As you can read in our Vegas auction report, hammer prices for what we loosely call classic or vintage motorcycles were all over the place. I say “loosely” because you’ll be hard pressed to convince some people that a 1974 Honda CL360 is a classic motorcycle, much less a 1996 Buell RS1200 (which — and particularly in the spectrum of Buell motorcycles — certainly is).
That begs the question of what “classic” means. The answer, of course, is that it means different things to different people. The vintage bike stewards at the Antique Motorcycle Club of America (AMCA) have for decades lumped motorcycles 35 years old or older into the “antique” category, which is to say neither classic nor vintage, just old. I personally draw a distinction between “classic” and “vintage,” with the former denoting bikes from the Fifties to the present and the latter bikes from the pre-World War II era. As in, really old bikes.

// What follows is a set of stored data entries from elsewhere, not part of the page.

//! Coordinate-space value types.
//!
//! Canvas points are relative to the game's rendering surface; screen points are
//! relative to the physical display. The two are distinct types and convert only
//! through an explicit canvas origin so they can never be mixed by accident.
use std::fmt;

/// Point relative to the rendering canvas origin.
#[derive(Clone, Copy, Debug, PartialEq, Eq, Hash, Default)]
#[cfg_attr(feature = "serde", derive(serde::Serialize, serde::Deserialize))]
pub struct CanvasPoint {
    pub x: i32,
    pub y: i32,
}

impl CanvasPoint {
    pub const fn new(x: i32, y: i32) -> Self {
        Self { x, y }
    }

    /// Translates into absolute screen space given where the canvas sits on screen.
    pub const fn to_screen(self, canvas_origin: ScreenPoint) -> ScreenPoint {
        ScreenPoint::new(canvas_origin.x + self.x, canvas_origin.y + self.y)
    }
}

impl fmt::Display for CanvasPoint {
    fn fmt(&self, f: &mut fmt::Formatter<'_>) -> fmt::Result {
        write!(f, "canvas({}, {})", self.x, self.y)
    }
}

/// Point relative to the physical display origin.
#[derive(Clone, Copy, Debug, PartialEq, Eq, Hash, Default)]
#[cfg_attr(feature = "serde", derive(serde::Serialize, serde::Deserialize))]
pub struct ScreenPoint {
    pub x: i32,
    pub y: i32,
}

impl ScreenPoint {
    pub const fn new(x: i32, y: i32) -> Self {
        Self { x, y }
    }

    /// Translates into canvas space given where the canvas sits on screen.
    pub const fn to_canvas(self, canvas_origin: ScreenPoint) -> CanvasPoint {
        CanvasPoint::new(self.x - canvas_origin.x, self.y - canvas_origin.y)
    }
}

impl fmt::Display for ScreenPoint {
    fn fmt(&self, f: &mut fmt::Formatter<'_>) -> fmt::Result {
        write!(f, "screen({}, {})", self.x, self.y)
    }
}

/// Axis-aligned clickable rectangle in canvas space.
#[derive(Clone, Copy, Debug, PartialEq, Eq, Hash, Default)]
#[cfg_attr(feature = "serde", derive(serde::Serialize, serde::Deserialize))]
pub struct Hitbox {
    pub x: i32,
    pub y: i32,
    pub width: i32,
    pub height: i32,
}

impl Hitbox {
    pub const fn new(x: i32, y: i32, width: i32, height: i32) -> Self {
        Self {
            x,
            y,
            width,
            height,
        }
    }

    /// Square of `size` pixels whose geometric center is `center`.
    pub const fn centered_square(center: CanvasPoint, size: i32) -> Self {
        Self::new(center.x - size / 2, center.y - size / 2, size, size)
    }

    /// Returns true when both dimensions are strictly positive.
    ///
    /// Only hitboxes with area are ever reported as a located match.
    pub const fn has_area(&self) -> bool {
        self.width > 0 && self.height > 0
    }

    pub const fn contains(&self, point: CanvasPoint) -> bool {
        point.x >= self.x
            && point.y >= self.y
            && point.x < self.x + self.width
            && point.y < self.y + self.height
    }

    pub const fn origin(&self) -> CanvasPoint {
        CanvasPoint::new(self.x, self.y)
    }
}

impl fmt::Display for Hitbox {
    fn fmt(&self, f: &mut fmt::Formatter<'_>) -> fmt::Result {
        write!(
            f,
            "[{}, {} {}x{}]",
            self.x, self.y, self.width, self.height
        )
    }
}

/// Visible canvas bounds.
#[derive(Clone, Copy, Debug, PartialEq, Eq)]
#[cfg_attr(feature = "serde", derive(serde::Serialize, serde::Deserialize))]
pub struct Viewport {
    pub width: i32,
    pub height: i32,
}

impl Viewport {
    pub const fn new(width: i32, height: i32) -> Self {
        Self { width, height }
    }

    pub const fn contains(&self, point: CanvasPoint) -> bool {
        point.x >= 0 && point.y >= 0 && point.x < self.width && point.y < self.height
    }
}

Following the AMCA model, bikes in the 35-year-old category include everything from a 1980 Moto Guzzi V50 to a same year Honda CX500, neither of which strike me as antique, but both of which fit my definition of classic. Yet the AMCA model leaves out bikes like the 1982 Honda CX500 Turbo, the first production turbocharged motorcycle (ignoring the Kawasaki Z1R-TC, a highly specialized, low-volume model) and clearly a classic in my eyes.
The market would seem to agree with me: Witness the 1985 Kawasaki ZX750E Turbo that Mecum sold for $10,450. That’s a fair piece of change for a motorcycle that failed to find solid market footing when new, yet today inspires two-wheeled lust in the hearts of many motorcyclists. On the other hand, a 1974 Honda CL360 at the same auction commanded a winning bid of $4,400, a high price for what, to me, is only an ordinary motorcycle. I love Honda’s little twins from the Seventies, but built by the hundreds of thousands, I don’t consider them hugely collectible, which gets me into another point of distinction: Collector bikes versus collectible bikes.

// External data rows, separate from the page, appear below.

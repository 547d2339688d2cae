//! Async orchestration of humanized game interactions.
//!
//! This crate drives the decisions made by `interaction-core` through an input
//! device, a delay scheduler and an optional camera. Consumers build an
//! [`Interactor`] and hand it [`interaction_core::Target`]s; every interaction
//! resolves to an [`InteractionOutcome`].
//!
//! Modules are organized by responsibility:
//! - [`interactor`] hosts the orchestrator and builder
//! - [`api`] exposes the collaborator traits and result types
//! - [`pointer`] serializes access to the shared input device
//! - [`scheduler`] provides the tokio-backed humanized delay scheduler
//! - [`config`] loads interactor configuration from the environment
//! - [`testing`] provides scripted collaborators for tests and dry runs
pub mod api;
pub mod config;
pub mod interactor;
pub mod pointer;
pub mod scheduler;
pub mod testing;

mod interaction;

pub use api::{
    CameraController, DelayProfile, DelayScheduler, DeviceError, DeviceOperation, Dismissal,
    InputDevice, InteractionError, InteractionOutcome, Result,
};
pub use config::InteractorConfig;
pub use interactor::{Interactor, InteractorBuilder};
pub use pointer::{PointerLease, SharedPointer};
pub use scheduler::{DelaySpec, ProfileDelayScheduler};
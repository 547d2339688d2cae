//! Interaction pipelines.
//!
//! Each pipeline is a strictly sequential chain of awaited steps. The only
//! suspension points are calls into the device, scheduler and camera; the
//! decision logic in `interaction-core` runs to completion between them, and
//! every read of game state happens after the previous step has resolved.
pub(crate) mod ground;
pub(crate) mod menu_action;
pub(crate) mod session;

use interaction_core::{ClickSampler, GameStateView, Hitbox, MenuEntryLocator, StackOrderResolver};

use crate::api::{CameraController, DelayScheduler, InputDevice, Result};
use crate::config::InteractorConfig;

/// Borrowed collaborators for one interaction.
pub(crate) struct Context<'a> {
    pub device: &'a dyn InputDevice,
    pub state: &'a dyn GameStateView,
    pub scheduler: &'a dyn DelayScheduler,
    pub camera: Option<&'a dyn CameraController>,
    pub sampler: &'a ClickSampler,
    pub locator: &'a MenuEntryLocator,
    pub resolver: &'a StackOrderResolver,
    pub config: &'a InteractorConfig,
}

impl Context<'_> {
    /// Moves to a humanized point inside `hitbox` and clicks it.
    pub async fn click_inside(&self, hitbox: &Hitbox) -> Result<()> {
        let point = self.sampler.click_point(hitbox);
        self.device.move_to(point).await?;
        self.device.click().await?;
        Ok(())
    }
}
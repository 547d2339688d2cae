use crate::humanize::OffsetDistribution;
use crate::menu::{MatchPolicy, MenuLayout};

/// Interaction constants and tunable parameters.
#[derive(Clone, Copy, Debug, PartialEq)]
#[cfg_attr(feature = "serde", derive(serde::Serialize, serde::Deserialize))]
#[cfg_attr(feature = "serde", serde(default))]
pub struct InteractionConfig {
    /// Side of the square clicked around a projected ground tile, in pixels.
    pub ground_click_size: i32,
    /// Text comparison applied by every menu lookup.
    pub match_policy: MatchPolicy,
    /// Stack order reported when the tile cannot be resolved.
    /// `true` means "assume the target is on top" (fail open).
    pub assume_top_when_unresolved: bool,
    pub layout: MenuLayout,
    pub offsets: OffsetDistribution,
    /// Tighten the click spread on small hitboxes and widen it on large ones.
    pub adaptive_precision: bool,
}

impl InteractionConfig {
    // ===== fixed vocabulary =====
    /// Menu verb used to pick an entity up from the ground.
    pub const TAKE_ACTION: &'static str = "Take";
    /// Menu verb that closes a contextual menu without acting.
    pub const CANCEL_ACTION: &'static str = "Cancel";
    /// Number of floor planes a world position may reference.
    pub const MAX_PLANES: i32 = 4;

    // ===== runtime-tunable defaults =====
    pub const DEFAULT_GROUND_CLICK_SIZE: i32 = 32;

    pub fn new() -> Self {
        Self {
            ground_click_size: Self::DEFAULT_GROUND_CLICK_SIZE,
            match_policy: MatchPolicy::default(),
            assume_top_when_unresolved: true,
            layout: MenuLayout::default(),
            offsets: OffsetDistribution::default(),
            adaptive_precision: false,
        }
    }
}

impl Default for InteractionConfig {
    fn default() -> Self {
        Self::new()
    }
}
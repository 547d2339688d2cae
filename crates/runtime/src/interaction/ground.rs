//! Ground-target pipeline: visibility, stack order, then a primary click or a
//! "Take" through the contextual menu.
use interaction_core::{CanvasPoint, GroundTarget, Hitbox, StackOrder, WorldPosition, project_visible};
use tracing::debug;

use super::Context;
use super::session::MenuSession;
use crate::api::{InteractionError, Result};

pub(crate) async fn run(ctx: &Context<'_>, target: &GroundTarget) -> Result<()> {
    target.validate()?;

    let name = target.display_name();
    let anchor = visible_point(ctx, target.position).await?;
    let region = Hitbox::centered_square(anchor, ctx.config.interaction.ground_click_size);

    let order = ctx.resolver.stack_order(ctx.state, target.position, target.entity);
    let assume_top = ctx.resolver.assumes_top_when_unresolved();

    if order.is_actionable(assume_top) {
        if order == StackOrder::Unresolved {
            debug!("stack at {} unresolved; treating {} as top", target.position, name);
        } else {
            debug!("{} is top of stack at {}; primary click", name, target.position);
        }
        return ctx.click_inside(&region).await;
    }

    debug!(
        "{} is covered at {} ({:?}); taking it through the menu",
        name, target.position, order
    );
    let aim = ctx.sampler.click_point(&region);
    ctx.device.move_to(aim).await?;

    let session = MenuSession::open(ctx, region).await?;
    session.choose(&target.take_query()).await
}

/// Projected point of `position`, giving the camera one chance to bring it
/// into view.
async fn visible_point(ctx: &Context<'_>, position: WorldPosition) -> Result<CanvasPoint> {
    if let Some(point) = project_visible(ctx.state, position) {
        return Ok(point);
    }

    let Some(camera) = ctx.camera else {
        return Err(InteractionError::NotVisible {
            position,
            camera_retried: false,
        });
    };

    debug!("tile {} not visible; repositioning camera", position);
    camera.ensure_visible(position).await;

    project_visible(ctx.state, position).ok_or(InteractionError::NotVisible {
        position,
        camera_retried: true,
    })
}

In my view, collector bikes include museum-worthy machines like Vincents, Flying Merkels and Brough Superiors, motorcycles whose status and value has stood the test of time. They were special when new, special when used (even if briefly ignored as they passed through that awkward phase of simply being “old”), and are even more special today. Their market value is guaranteed to increase over time, a fact borne out in Las Vegas, where Vincents commanded the highest prices at both the Bonhams and Mecum auctions.
Collectible bikes, on the other hand, are machines you buy for the simple satisfaction of riding them, enjoying them for what they are and the era they recall. The Honda CL360 fits that category for me, while a CX500 Turbo falls into a gray zone; almost too valuable to use regularly and rare enough to deserve preservation.
I’ll admit it’s a question of semantics, and a highly debatable one, at that. In the end, I think we all have our own definition of what makes a bike valuable, and it’s not always its dollar value. It’s what it means to us and how it makes us feel.